The government's policy of awarding tax concessions to large multinational companies investing in Fiji has not proved universally popular. The Asian Development Bank (ADB) has criticized it, saying that the concessions have been abused and have not generated long-term investment. An ADB report in 2005 accused foreign entrepreneurs of leaving as soon as their concessions expired, and alleged that administration of the concessions encouraged corruption and bribery.

The leader of the Fiji Labour Party Mahendra Chaudhry echoed the view of the ADB on 31 December 2005, saying that foreign companies repatriated much of the profit made in Fiji, rather than investing it locally, while taking advantage of the infrastructure funded by Fijian taxpayers without paying any taxes themselves. Such policy discriminated against local businesses, he claimed.

== Economic problems ==

Fiji's economic difficulties have been compounded by the effects of four coups since the 1980s.

=== Emigration ===

Since 1987, when the country was destabilized by two military coups, Fiji has suffered a very high rate of emigration, particularly of skilled and professional personnel. More than 70,000 people left the country in the aftermath of the coups, majority of whom were Indo-Fijians. With the continuing expiration of land leases and ongoing instability in the aftermath of another coup in 2000, a further outflow of skilled workers has taken place.

A report in 2004 of the Organisation for Economic Co-operation and Development, published on 29 June 2005, found that 61% of Fiji's skilled workers have either emigrated or gone abroad as guest workers. Fiji's loss of skilled workers was the world's fourth highest, behind Guyana, Jamaica, Haiti, and Trinidad and Tobago. Fiji's Bureau of Statistics recorded 3595 workers as having left the country between January and August 2004. Of these, 414 held professional or technical jobs, 263 were in administrative or managerial positions, and were clerks, supervisors, or related workers, and 118 were sales workers.

Fiji's economy is increasingly reliant on remittances from citizens working overseas. Personal remittances now run to more than F$200 million a year, earning more than traditional sectors like sugar and garment manufacturing. Recruitment of Fijians by foreign private military companies is a growing source of revenue. By mid-2005, there were over 1,000 Fijians working in Iraq and Kuwait as soldiers, security guards, drivers and labourers.
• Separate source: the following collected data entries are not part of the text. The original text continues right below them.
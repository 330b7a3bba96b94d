use exam_report_export::clients::{HttpAssetFetcher, HttpReportSource};
use exam_report_export::error::ApiError;
use exam_report_export::{AppError, AssetFetcher, Config, Credentials, ReportSource};
use serde_json::json;
use std::time::Duration;
use wiremock::matchers::{header, method, path, query_param};
use wiremock::{Mock, MockServer, ResponseTemplate};

fn config_for(server: &MockServer) -> Config {
    Config {
        base_api_url: server.uri(),
        web_origin: "https://utest.ulearning.cn".to_string(),
        ..Config::default()
    }
}

fn credentials() -> Credentials {
    Credentials::new("token-abc", "trace-1")
}

#[tokio::test]
async fn test_fetch_report_sends_credentials() {
    let _ = tracing_subscriber::fmt::try_init();
    let server = MockServer::start().await;

    Mock::given(method("GET"))
        .and(path("/exams/user/study/getExamReport"))
        .and(query_param("examId", "42"))
        .and(query_param("traceId", "trace-1"))
        .and(header("authorization", "token-abc"))
        .and(header("accept-language", "zh"))
        .and(header("origin", "https://utest.ulearning.cn"))
        .respond_with(
            ResponseTemplate::new(200)
                .set_body_json(json!({ "result": { "examTitle": "期末", "part": [] } })),
        )
        .expect(1)
        .mount(&server)
        .await;

    let source = HttpReportSource::new(&config_for(&server), credentials()).unwrap();
    let report = source.fetch_report("42").await.unwrap();

    assert_eq!(report["result"]["examTitle"], "期末");
}

#[tokio::test]
async fn test_fetch_report_401_is_unauthorized() {
    let server = MockServer::start().await;

    Mock::given(method("GET"))
        .and(path("/exams/user/study/getExamReport"))
        .respond_with(ResponseTemplate::new(401).set_body_string("expired"))
        .mount(&server)
        .await;

    let source = HttpReportSource::new(&config_for(&server), credentials()).unwrap();
    let err = source.fetch_report("42").await.unwrap_err();

    assert!(matches!(err, AppError::Api(ApiError::Unauthorized { .. })));
}

#[tokio::test]
async fn test_fetch_report_server_error_keeps_body_preview() {
    let server = MockServer::start().await;

    Mock::given(method("GET"))
        .and(path("/exams/user/study/getExamReport"))
        .respond_with(ResponseTemplate::new(502).set_body_string("x".repeat(800)))
        .mount(&server)
        .await;

    let source = HttpReportSource::new(&config_for(&server), credentials()).unwrap();
    match source.fetch_report("42").await.unwrap_err() {
        AppError::Api(ApiError::HttpStatus { status, body, .. }) => {
            assert_eq!(status, 502);
            assert_eq!(body, format!("{}...", "x".repeat(500)));
        }
        other => panic!("unexpected error: {}", other),
    }
}

#[tokio::test]
async fn test_fetch_report_invalid_json() {
    let server = MockServer::start().await;

    Mock::given(method("GET"))
        .and(path("/exams/user/study/getExamReport"))
        .respond_with(ResponseTemplate::new(200).set_body_string("<html>login</html>"))
        .mount(&server)
        .await;

    let source = HttpReportSource::new(&config_for(&server), credentials()).unwrap();
    let err = source.fetch_report("42").await.unwrap_err();

    assert!(matches!(err, AppError::Api(ApiError::JsonParseFailed { .. })));
}

#[tokio::test]
async fn test_fetch_report_timeout() {
    let server = MockServer::start().await;

    Mock::given(method("GET"))
        .and(path("/exams/user/study/getExamReport"))
        .respond_with(ResponseTemplate::new(200).set_delay(Duration::from_secs(3)))
        .mount(&server)
        .await;

    let config = Config {
        report_timeout_secs: 1,
        ..config_for(&server)
    };
    let source = HttpReportSource::new(&config, credentials()).unwrap();
    let err = source.fetch_report("42").await.unwrap_err();

    assert!(matches!(err, AppError::Api(ApiError::Timeout { .. })));
}

#[tokio::test]
async fn test_refresh_session_query() {
    let server = MockServer::start().await;

    Mock::given(method("GET"))
        .and(path("/users/login/refresh10Session"))
        .and(query_param("uaToken", "token-abc"))
        .and(query_param("traceId", "trace-1"))
        .respond_with(ResponseTemplate::new(200).set_body_string("{}"))
        .expect(1)
        .mount(&server)
        .await;

    let source = HttpReportSource::new(&config_for(&server), credentials()).unwrap();
    source.refresh_session().await.unwrap();
}

#[tokio::test]
async fn test_asset_fetcher_writes_file() {
    let server = MockServer::start().await;
    let dir = tempfile::tempdir().unwrap();

    Mock::given(method("GET"))
        .and(path("/img/a.png"))
        .respond_with(ResponseTemplate::new(200).set_body_bytes(vec![0x89, b'P', b'N', b'G']))
        .mount(&server)
        .await;

    let fetcher = HttpAssetFetcher::new(&Config::default()).unwrap();
    let dest = dir.path().join("title_img_1.png");
    let written = fetcher
        .fetch(&format!("{}/img/a.png", server.uri()), &dest)
        .await
        .unwrap();

    assert_eq!(written, 4);
    assert_eq!(std::fs::read(&dest).unwrap(), vec![0x89, b'P', b'N', b'G']);
}

#[tokio::test]
async fn test_asset_fetcher_404_leaves_no_file() {
    let server = MockServer::start().await;
    let dir = tempfile::tempdir().unwrap();

    Mock::given(method("GET"))
        .respond_with(ResponseTemplate::new(404))
        .mount(&server)
        .await;

    let fetcher = HttpAssetFetcher::new(&Config::default()).unwrap();
    let dest = dir.path().join("option_A_img_1.png");
    let err = fetcher
        .fetch(&format!("{}/missing.png", server.uri()), &dest)
        .await
        .unwrap_err();

    assert!(matches!(
        err,
        AppError::Api(ApiError::HttpStatus { status: 404, .. })
    ));
    assert!(!dest.exists());
}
In addition in 2006 there were more than 2,000 Fijian soldiers in the British Army, and in 2004 the British defence ministry even sent recruiting teams to Fiji to do initial fitness and aptitude tests, cutting the costs of selection for poor Fijian villagers who could not afford to fly to London to sign up.

=== Property laws and investment problems ===

Low investment has been a long-term problem in Fiji, and property rights are sometimes thought to be part of this problem because, by law, five sixths of the land is owned communally by indigenous Fijians and may only be leased, not purchased outright. However, the leasehold system is often misunderstood.

Leasehold tenure has not been a problem for the property sector. Houses all over Fiji on communally owned land are on 99-year leases, which have proved satisfactory as a basis for house ownership. Hotels also enjoy 99-year leases. The prestigious Denarau development involving major hotels and resorts and luxury properties is situated on communally owned land. It delivers significant income to native owners and secure title to developers and their customers.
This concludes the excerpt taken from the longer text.